On Democracy Day, newsrooms draw attention to a crisis in the U.S. system of government
An original copy of the Declaration of Independence, printed the evening of July 4, 1776, is seen at the exhibition "Democracy Plaza" at Rockefeller Center in 2004 in New York City. (Photo by Mario Tama/Getty Images)
A recent poll found that 69 percent of both Democrats and Republicans think democracy in the United States is in danger of collapse.
Almost two years after Donald Trump falsely claimed that voter fraud cost him the election and inspired a web of supporters and “big lie” candidates to also believe the election was rigged, a majority of Americans are worried that democracy, our system of government in which political decisions are determined by the will of the people, is unstable.
Yet most U.S. news organizations don’t convey that level of concern and do very little to equip Americans with practical information about what they can do to save democracy. Many newsrooms in 2022 grapple with limited resources and staff, making it difficult for the media to dedicate the time and space required to an issue as vast as the precarious nature of our democracy.
Without adequate attention on the issue, egregious claims from far-right candidates could become normalized and the news cycle moves on. Other important issues take over top stories.
But this week, for one day, news organizations including States Newsroom are going to try to demonstrate the scope of the problem.
On Thursday, a collaboration of organizations including Montclair State University’s Center for Cooperative Media, the Institute for Nonprofit News, and audience and engagement company Hearken want to show what it looks like to give democracy the attention it is due.
Coinciding with International Day of Democracy, roughly 386 media partners will publish stories drawing attention to the crisis facing U.S. democracy and sounding the alarm that democracy is on the cusp of collapse.

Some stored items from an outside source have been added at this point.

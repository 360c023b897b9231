use std::time::Instant;

/// Wall-clock driven playback position.
///
/// The position advances with real time while running and is clamped to the
/// media duration when one is known.
#[derive(Debug, Clone, Default)]
pub struct MediaClock {
    /// Position at the last start/seek/pause
    offset: f64,
    /// When the clock was last started, while running
    started_at: Option<Instant>,
    duration: Option<f64>,
}

impl MediaClock {
    pub fn new(duration: Option<f64>) -> Self {
        Self {
            offset: 0.0,
            started_at: None,
            duration: duration.filter(|d| d.is_finite() && *d > 0.0),
        }
    }

    pub fn is_running(&self) -> bool {
        self.started_at.is_some()
    }

    pub fn start_at(&mut self, now: Instant) {
        if self.started_at.is_none() {
            self.started_at = Some(now);
        }
    }

    pub fn start(&mut self) {
        self.start_at(Instant::now());
    }

    pub fn pause_at(&mut self, now: Instant) {
        self.offset = self.position_at(now);
        self.started_at = None;
    }

    pub fn pause(&mut self) {
        self.pause_at(Instant::now());
    }

    pub fn seek_at(&mut self, seconds: f64, now: Instant) {
        self.offset = self.clamp(seconds);
        if self.started_at.is_some() {
            self.started_at = Some(now);
        }
    }

    pub fn seek(&mut self, seconds: f64) {
        self.seek_at(seconds, Instant::now());
    }

    pub fn position_at(&self, now: Instant) -> f64 {
        let elapsed = self
            .started_at
            .map(|start| now.saturating_duration_since(start).as_secs_f64())
            .unwrap_or(0.0);
        self.clamp(self.offset + elapsed)
    }

    pub fn position(&self) -> f64 {
        self.position_at(Instant::now())
    }

    /// True once the position has reached a known duration
    pub fn is_at_end_at(&self, now: Instant) -> bool {
        match self.duration {
            Some(duration) => self.position_at(now) >= duration,
            None => false,
        }
    }

    fn clamp(&self, seconds: f64) -> f64 {
        let seconds = if seconds.is_finite() { seconds.max(0.0) } else { 0.0 };
        match self.duration {
            Some(duration) => seconds.min(duration),
            None => seconds,
        }
    }
}

#[cfg(test)]
mod tests {
    use super::*;
    use std::time::Duration;

    #[test]
    fn test_advances_only_while_running() {
        let t0 = Instant::now();
        let mut clock = MediaClock::new(Some(10.0));
        assert_eq!(clock.position_at(t0 + Duration::from_secs(1)), 0.0);

        clock.start_at(t0);
        assert!((clock.position_at(t0 + Duration::from_millis(1500)) - 1.5).abs() < 1e-9);

        clock.pause_at(t0 + Duration::from_secs(2));
        assert!(!clock.is_running());
        assert!((clock.position_at(t0 + Duration::from_secs(5)) - 2.0).abs() < 1e-9);
    }

    #[test]
    fn test_seek_and_clamp() {
        let t0 = Instant::now();
        let mut clock = MediaClock::new(Some(4.0));
        clock.seek_at(9.0, t0);
        assert_eq!(clock.position_at(t0), 4.0);
        assert!(clock.is_at_end_at(t0));

        clock.seek_at(-1.0, t0);
        assert_eq!(clock.position_at(t0), 0.0);
        assert!(!clock.is_at_end_at(t0));
    }

    #[test]
    fn test_unknown_duration_never_ends() {
        let t0 = Instant::now();
        let mut clock = MediaClock::new(None);
        clock.start_at(t0);
        assert!(!clock.is_at_end_at(t0 + Duration::from_secs(3600)));
    }
}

“We tend to take democracy, at least in this country, as a given,” said Joe Amditis, associate director of the Center for Cooperative Media, who is helping to organize Democracy Day. “We say that word so much, and we hear that word so much, that it loses its meaning in many contexts. It's important, especially with all the anti-democratic activity that’s happening at every level of the government, to really stop and consider what it means to be a democracy, what it looks like to be a democracy, and really understand and grapple directly with why it’s so important to maintain and preserve that.”
States Newsroom’s 29 outlets will all participate in Democracy Day, with stories on a range of issues from threats to election officials to continued false narratives about the stolen 2020 election.
Reporters and editors with Colorado Newsline will discuss how election workers have taken their personal security into their own hands and will look into a new law that raises the standards for disseminating election material in languages other than English. Newsline will also take a deeper dive into Colorado’s enviable voter turnout numbers and examine the disparities among different demographics.
The Wisconsin Examiner will review the records of candidates for Congress and statewide offices who have given a platform to the false claim that the 2020 election was stolen and review how the state Legislature and the Supreme Court produced legislative maps in 2022 that were even more gerrymandered than those implemented a decade ago.
And the Oregon Capital Chronicle will look into threats being made to county election offices over alleged election issues, requiring them to retain documents and distracting them from doing the work necessary to administer the upcoming election.
Other outlets will discuss voter registration campaigns targeting Asian American and Pacific Islander communities and get-out-the-vote efforts on both sides of the aisle.
The stories by States Newsroom’s outlets and other participating news organizations will inform the public about the scope of the problem and give readers practical information about what they can do.
While Americans often believe that our democracy is strong and unassailable, researchers find that we have actually become a backsliding democracy, Amditis said.
“That in itself should raise alarm bells and what better institution to raise those alarm bells and to shine light on solutions than the so-called Fourth Estate?” he said. “If we can get everyone to work together on a single day to publish at least one story looking into these issues, we think that’s a good starting point.”